Desde el Año Nuevo Lunar, las llanuras aluviales ribereñas se llenan de diversos tipos de frijoles, calabazas y calabacines... Sus brotes se extienden con un verde intenso. Gracias a las hábiles manos de madres y amas de casa, se transforman en innumerables platos deliciosos que satisfacen tanto el olfato como el gusto. Estos platos rústicos, elaborados con brotes de frijoles, calabazas y calabacines, son diversos, desde hervidos hasta salteados con ajo, mezclados y utilizados en sopas...
Este tipo de brotes se caracterizan por ser peludos y ásperos. Mi madre siempre aconsejaba que, para un plato delicioso con brotes tiernos, la preparación debe ser meticulosa. Después de pelarlos, frótelos para eliminar algunos pelos ásperos.
Al hervir, use abundante agua y añada las verduras solo cuando el agua esté hirviendo vigorosamente para conservar su color verde y evitar que desarrollen un olor desagradable. Los brotes de soja y de calabaza hervidos, servidos con una salsa de pescado, chile y ajo, ofrecen un sabor rústico pero dulce y a frutos secos, mientras que un plato combinado ofrece una experiencia culinaria más atractiva y estimulante.
Esta temporada, muchos hogares rurales han cosechado cacahuetes y prensado un nuevo lote de aceite. El primer aceite de cacahuete de la temporada, al calentarse y usarse para freír cebollas y ajos, es aromático y rico.
Se mezclan calabaza y brotes de soja hervidos con salsa de pescado, chile, ajo, lima y aceite de cacahuete tostado. Se añade un poco de cacahuete tostado triturado para realzar la riqueza y el aroma. En platos más elaborados, se añaden camarones de río o tiras de panceta de cerdo, se marinan y se estofan hasta que desprendan su aroma antes de mezclarlos. Estos sencillos platos, hechos con brotes de soja, calabaza y calabacín, son aromáticos, sabrosos y saludables.
Los frijoles y la calabaza se pueden cultivar en cualquier tipo de suelo, pero quizás los que crecen en las llanuras aluviales a lo largo de las riberas tengan tallos más gruesos y un sabor más dulce y rico. Cada estación tiene sus propias especialidades; observar los platos en la mesa familiar te dirá qué estación está pasando.

Repollo, calabaza, frijoles, calabacines, sandías, melones, maíz glutinoso, cacahuetes… todos florecían verdes a lo largo de las riberas del río, uno tras otro, según las estaciones. Cada temporada, mi madre deleitaba a toda la familia con los sabores de esa estación, un sabor que jamás olvidaremos.
Y no solo eran verduras; mis amigos de la región río arriba también recordaban el delicioso bagre de río. Ver bagre de río en el mercado era como encontrar el mejor manjar de la región. El bagre de río está emparentado con la carpa Phước Sơn, pero vive en el río. Unos cuantos bagres de río fritos y crujientes, bañados en salsa de pescado, bastaban para que los hombres de esta región terminaran tranquilamente varios litros de vino de arroz.
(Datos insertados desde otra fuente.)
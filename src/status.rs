// src/status.rs

//! Per-project status state machine with causal-stamp ordering.
//!
//! This is a pure, synchronous state machine: it owns no channels, timers or
//! IO, and is exercised directly by the ordering-law tests. Producers on any
//! thread feed it stamped events; the total order on [`Stamp`]s decides
//! whether an event is stale.
//!
//! Severity only ever moves forward for stale events: a late "everything is
//! fine" signal cannot erase a legitimately newer "something changed" signal,
//! and a "something changed" signal older than the most recent successful
//! synchronization is a no-op.

use std::sync::Mutex;

use tracing::trace;

use crate::stamp::Stamp;
use crate::types::ModificationType;

/// Discriminant of the current status, exposed for persistence and tests.
#[derive(Debug, Clone, Copy, PartialEq, Eq)]
pub enum StatusKind {
    Synchronized,
    Modified,
    Dirty,
    Reverted,
    Broken,
}

#[derive(Debug, Clone, Copy)]
enum State {
    Synchronized(Stamp),
    Modified(Stamp, ModificationType),
    Dirty(Stamp, ModificationType),
    Reverted(Stamp),
    Broken(Stamp),
}

impl State {
    fn stamp(&self) -> Stamp {
        match *self {
            State::Synchronized(s)
            | State::Modified(s, _)
            | State::Dirty(s, _)
            | State::Reverted(s)
            | State::Broken(s) => s,
        }
    }

    fn kind(&self) -> StatusKind {
        match self {
            State::Synchronized(_) => StatusKind::Synchronized,
            State::Modified(..) => StatusKind::Modified,
            State::Dirty(..) => StatusKind::Dirty,
            State::Reverted(_) => StatusKind::Reverted,
            State::Broken(_) => StatusKind::Broken,
        }
    }
}

#[derive(Debug)]
struct Inner {
    state: State,
    /// Stamp of the most recent accepted `mark_synchronized`. Change signals
    /// older than this are from before the reload snapshot and are dropped.
    last_sync: Stamp,
}

/// Tracks dirty/modified/synchronized/broken/reverted status for one
/// registered project.
#[derive(Debug)]
pub struct ProjectStatus {
    inner: Mutex<Inner>,
}

impl ProjectStatus {
    /// Fresh status; a newly registered project starts out synchronized at
    /// pre-history.
    pub fn new() -> Self {
        Self::with_state(State::Synchronized(Stamp::ZERO))
    }

    /// Status restored from a persisted snapshot. Stamps restart at
    /// pre-history on every process run, so restored state carries
    /// `Stamp::ZERO`.
    pub fn restored(kind: StatusKind, modification: ModificationType) -> Self {
        let state = match kind {
            StatusKind::Synchronized => State::Synchronized(Stamp::ZERO),
            StatusKind::Reverted => State::Reverted(Stamp::ZERO),
            StatusKind::Modified => State::Modified(Stamp::ZERO, modification),
            StatusKind::Dirty => State::Dirty(Stamp::ZERO, modification),
            StatusKind::Broken => State::Broken(Stamp::ZERO),
        };
        Self::with_state(state)
    }

    fn with_state(state: State) -> Self {
        Self {
            inner: Mutex::new(Inner {
                state,
                last_sync: Stamp::ZERO,
            }),
        }
    }

    /// True only while the project needs no resync (`Synchronized` or
    /// `Reverted`).
    pub fn is_up_to_date(&self) -> bool {
        matches!(
            self.kind(),
            StatusKind::Synchronized | StatusKind::Reverted
        )
    }

    pub fn is_dirty(&self) -> bool {
        self.kind() == StatusKind::Dirty
    }

    pub fn is_broken(&self) -> bool {
        self.kind() == StatusKind::Broken
    }

    pub fn kind(&self) -> StatusKind {
        self.lock().state.kind()
    }

    /// Effective type of the most causally-relevant unresolved change.
    /// `Unknown` while there is no pending modification to describe.
    pub fn modification_type(&self) -> ModificationType {
        match self.lock().state {
            State::Modified(_, ty) | State::Dirty(_, ty) => ty,
            State::Synchronized(_) | State::Reverted(_) | State::Broken(_) => {
                ModificationType::Unknown
            }
        }
    }

    /// Record an irreversible "needs full resync" signal.
    ///
    /// Dirty is sticky: once observed at any stamp not older than the last
    /// synchronization, only a later `mark_synchronized` clears it. Stale
    /// calls contribute no type information.
    pub fn mark_dirty(&self, stamp: Stamp, ty: ModificationType) {
        self.update("dirty", stamp, |state, fresh| {
            let merged = match *state {
                State::Modified(cur, prev) | State::Dirty(cur, prev) => {
                    if fresh && stamp >= cur {
                        prev.merge(ty)
                    } else {
                        prev
                    }
                }
                _ if fresh => ty,
                _ => ModificationType::Unknown,
            };
            Some(State::Dirty(stamp.max(state.stamp()), merged))
        });
    }

    /// Record a provisional pending change.
    pub fn mark_modified(&self, stamp: Stamp, ty: ModificationType) {
        self.update("modified", stamp, |state, fresh| match *state {
            State::Synchronized(cur) => {
                if fresh && stamp >= cur {
                    Some(State::Modified(stamp, ty))
                } else {
                    None
                }
            }
            State::Modified(cur, prev) => {
                if fresh && stamp >= cur {
                    Some(State::Modified(stamp, prev.merge(ty)))
                } else {
                    None
                }
            }
            // Dirty absorbs modifications; type merges only for fresh stamps.
            State::Dirty(cur, prev) => {
                let merged = if fresh && stamp >= cur { prev.merge(ty) } else { prev };
                Some(State::Dirty(stamp.max(cur), merged))
            }
            State::Reverted(cur) => Some(State::Modified(stamp.max(cur), ty)),
            // A change on top of a failed reload can only be resolved by a
            // successful reload.
            State::Broken(cur) => Some(State::Dirty(stamp.max(cur), ty)),
        });
    }

    /// Signal that a previously modified file returned to its synchronized
    /// content. Cannot clear dirtiness or brokenness.
    pub fn mark_reverted(&self, stamp: Stamp) {
        self.update("reverted", stamp, |state, fresh| match *state {
            State::Modified(cur, _) if fresh && stamp >= cur => {
                Some(State::Reverted(stamp))
            }
            State::Reverted(cur) if fresh => Some(State::Reverted(stamp.max(cur))),
            _ => None,
        });
    }

    /// Record a successful reload taken at `stamp`.
    ///
    /// A stale synchronization (stamp older than the newest stamp already
    /// observed) is a no-op: it must not erase changes that happened after
    /// the reload snapshot was taken.
    pub fn mark_synchronized(&self, stamp: Stamp) {
        let mut inner = self.lock();
        if stamp < inner.state.stamp() {
            trace!(?stamp, current = ?inner.state, "stale synchronization ignored");
            return;
        }
        inner.state = State::Synchronized(stamp);
        inner.last_sync = stamp;
    }

    /// Record a failed reload attempt. Broken is sticky the same way Dirty
    /// is, until a successful `mark_synchronized`.
    pub fn mark_broken(&self, stamp: Stamp) {
        self.update("broken", stamp, |state, _fresh| match *state {
            State::Synchronized(cur) | State::Reverted(cur) => {
                Some(State::Broken(stamp.max(cur)))
            }
            State::Modified(cur, ty) => Some(State::Dirty(stamp.max(cur), ty)),
            State::Dirty(cur, ty) => Some(State::Dirty(stamp.max(cur), ty)),
            State::Broken(cur) => Some(State::Broken(stamp.max(cur))),
        });
    }

    /// Shared transition plumbing.
    ///
    /// `fresh` is false for calls whose stamp predates the last accepted
    /// synchronization; those are dropped outright. The closure returns the
    /// replacement state or `None` for a no-op.
    fn update(
        &self,
        event: &'static str,
        stamp: Stamp,
        transition: impl FnOnce(&State, bool) -> Option<State>,
    ) {
        let mut inner = self.lock();
        if stamp < inner.last_sync {
            trace!(
                event,
                ?stamp,
                last_sync = ?inner.last_sync,
                "event predates last synchronization; ignored"
            );
            return;
        }
        let fresh = stamp >= inner.state.stamp();
        if let Some(next) = transition(&inner.state, fresh) {
            trace!(event, ?stamp, from = ?inner.state, to = ?next, "status transition");
            inner.state = next;
        }
    }

    fn lock(&self) -> std::sync::MutexGuard<'_, Inner> {
        self.inner.lock().expect("project status poisoned")
    }
}

impl Default for ProjectStatus {
    fn default() -> Self {
        Self::new()
    }
}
El río Thu Bon, en su furia, arrasó aldeas con inundaciones devastadoras. Muchos ancianos aún lo recuerdan vívidamente, relatando con detalle la ira del Año del Dragón de 1964. Mi abuela fue una de las muchas personas arrastradas por la furiosa inundación, atrapada en las ramas de árboles de yaca y bambú durante más de un día y una noche. Durante 50 años, los ancianos de esta región río arriba han atribuido estos trágicos sucesos al destino. En absoluto, lo atribuyeron a las propias acciones del río.
Cuando hablan del río, sienten más gratitud que resentimiento. El río es testigo de generaciones de personas. La vida, las creencias y las costumbres de los habitantes de ambas orillas se derivan, en mayor o menor medida, de su veneración por el río de su tierra natal.
Recientemente, Vietnam Central ha experimentado una ola de calor intensa. Desde sus profundos manantiales subterráneos, el río riega los exuberantes campos de melones, frijoles y maíz. Además de proporcionar productos de temporada y exquisiteces, el benévolo río madre también refresca el alma de sus hijos con su dulzura y compasión infinita.